Abstract

Natural selection has made infectious agents a powerful driver of genome modification throughout human evolution. Malaria, a major killer in human societies, is one of the best examples to illustrate this phenomenon. The parasite (Plasmodium) is transmitted to humans through the bites of mosquitoes of the genus Anopheles and develops its deleterious effects by infecting red blood cells (erythrocytes). Plasmodium parasites date back to the dawn of mammalian evolution and P. falciparum, which causes the most severe form of malaria in humans, has a common evolutionary history with Homo sapiens. It has been suggested that malaria really became established with the change from hunter-gatherer to sedentary agricultural lifestyles about 10000 years ago. Micro- and macroepidemiological surveys have shown that the geographical distributions of falciparum malaria and of some genetic red cell disorders such as thalassemias, hemoglobinopathies (Hb S, Hb C and Hb E), metabolic disorders (especially G6PD deficiency) and some abnormalities in membrane proteins largely overlap.
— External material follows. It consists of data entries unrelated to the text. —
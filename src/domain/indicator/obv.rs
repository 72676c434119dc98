//! OBV (On-Balance Volume).

use crate::domain::indicator::{IndicatorPoint, IndicatorSeries, IndicatorType, IndicatorValue};
use crate::domain::ohlcv::OhlcvBar;

/// Calculate OBV (On-Balance Volume) indicator.
///
/// OBV[0] = volume[0]
/// If close[i] > close[i-1]: OBV[i] = OBV[i-1] + volume[i]
/// If close[i] < close[i-1]: OBV[i] = OBV[i-1] - volume[i]
/// If close[i] == close[i-1]: OBV[i] = OBV[i-1]
///
/// No warmup period; all bars are valid.
pub fn calculate_obv(bars: &[OhlcvBar]) -> IndicatorSeries {
    let mut values = Vec::with_capacity(bars.len());
    let mut obv: f64 = 0.0;
    let mut prev_close: f64 = 0.0;

    for (i, bar) in bars.iter().enumerate() {
        if i == 0 {
            obv = bar.volume as f64;
        } else if bar.close > prev_close {
            obv += bar.volume as f64;
        } else if bar.close < prev_close {
            obv -= bar.volume as f64;
        }
        prev_close = bar.close;

        values.push(IndicatorPoint {
            timestamp: bar.timestamp,
            valid: true,
            value: IndicatorValue::Simple(obv),
        });
    }

    IndicatorSeries {
        indicator_type: IndicatorType::Obv,
        values,
    }
}

/// Net OBV change over the last `window` bars as a share of the volume traded
/// in that window. Always within [-1, 1]; 0 when no volume traded.
pub fn obv_flow_ratio(bars: &[OhlcvBar], window: usize) -> Option<f64> {
    if window == 0 || bars.len() < window + 1 {
        return None;
    }
    let series = calculate_obv(bars);
    let end = series.values.len() - 1;
    let start = end - window;
    let delta = series.values[end].value.simple()? - series.values[start].value.simple()?;
    let traded: f64 = bars[start + 1..=end].iter().map(|b| b.volume as f64).sum();
    if traded == 0.0 {
        return Some(0.0);
    }
    Some(delta / traded)
}

#[cfg(test)]
mod tests {
    use super::*;
    use crate::domain::indicator::test_support::make_hlc;

    fn bars(rows: &[(f64, i64)]) -> Vec<OhlcvBar> {
        let hlc: Vec<(f64, f64, f64, i64)> =
            rows.iter().map(|&(c, v)| (c, c, c, v)).collect();
        make_hlc(&hlc)
    }

    fn value_at(series: &IndicatorSeries, i: usize) -> f64 {
        series.values[i].value.simple().unwrap()
    }

    #[test]
    fn obv_first_bar_is_volume() {
        let series = calculate_obv(&bars(&[(100.0, 1000)]));
        assert_eq!(series.values.len(), 1);
        assert!(series.values[0].valid);
        assert!((value_at(&series, 0) - 1000.0).abs() < f64::EPSILON);
    }

    #[test]
    fn obv_up_down_flat() {
        let series = calculate_obv(&bars(&[
            (100.0, 1000),
            (105.0, 500),
            (95.0, 300),
            (95.0, 700),
        ]));
        assert!((value_at(&series, 1) - 1500.0).abs() < f64::EPSILON);
        assert!((value_at(&series, 2) - 1200.0).abs() < f64::EPSILON);
        assert!((value_at(&series, 3) - 1200.0).abs() < f64::EPSILON);
        assert!(series.values.iter().all(|p| p.valid));
        assert_eq!(series.indicator_type, IndicatorType::Obv);
    }

    #[test]
    fn flow_ratio_all_up_is_one() {
        let b = bars(&[(100.0, 10), (101.0, 20), (102.0, 30)]);
        assert_eq!(obv_flow_ratio(&b, 2), Some(1.0));
    }

    #[test]
    fn flow_ratio_mixed() {
        // last 2: +20 then -30 over 50 traded
        let b = bars(&[(100.0, 10), (101.0, 20), (100.0, 30)]);
        let ratio = obv_flow_ratio(&b, 2).unwrap();
        assert!((ratio - (-10.0 / 50.0)).abs() < 1e-12);
    }

    #[test]
    fn flow_ratio_needs_window_plus_one_bars() {
        let b = bars(&[(100.0, 10), (101.0, 20)]);
        assert_eq!(obv_flow_ratio(&b, 2), None);
        assert_eq!(obv_flow_ratio(&b, 0), None);
    }

    #[test]
    fn flow_ratio_zero_volume() {
        let b = bars(&[(100.0, 0), (101.0, 0), (102.0, 0)]);
        assert_eq!(obv_flow_ratio(&b, 2), Some(0.0));
    }
}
These erythrocyte-associated mutations have increased in frequency because of the protection they offer against death from malaria, as demonstrated by in vitro models and/or clinical studies. They seem to be regionally specific and of recent origin, and are useful tools for population genetics, particularly for reconstructing the history of migrations. Furthermore, exposure to malaria has produced remarkable genetic variation which is by no means restricted to these red cell polymorphisms.